_Task directions:_ If a line in the data below holds the word "records", copy it.

_Data:_
##########

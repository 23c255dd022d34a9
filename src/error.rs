use thiserror::Error;

/// Domain errors raised while validating a dataset or choosing an output.
///
/// Network and file I/O failures are reported through `anyhow` at the edges
/// (see [`crate::api`]); this enum only covers what the pure pipeline rejects.
#[derive(Debug, Clone, PartialEq, Error)]
pub enum HeatmapError {
    /// The dataset has no monthly records, so there is no year range to draw.
    #[error("dataset contains no monthly variance records")]
    EmptyDataset,
    /// A record's month is outside `1..=12`.
    #[error("record {index}: month {month} is outside 1..=12")]
    MonthOutOfRange { index: usize, month: u32 },
    /// A record's variance is NaN or infinite.
    #[error("record {index}: variance is not a finite number")]
    NonFiniteVariance { index: usize },
    /// The base temperature is NaN or infinite.
    #[error("base temperature is not a finite number")]
    NonFiniteBase,
    /// A layout size is NaN, infinite, negative, zero where a plot side is required,
    /// or larger than [`crate::viz::types::MAX_SIDE_PX`].
    #[error("layout {field} = {value} is out of range")]
    InvalidLayout { field: &'static str, value: f64 },
    /// The output path has an extension no backend handles.
    #[error("unsupported output format: {0:?} (expected html, svg or png)")]
    UnsupportedOutput(String),
}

##########

_Result of the task:_
    /// The dataset has no monthly records, so there is no year range to draw.
    #[error("dataset contains no monthly variance records")]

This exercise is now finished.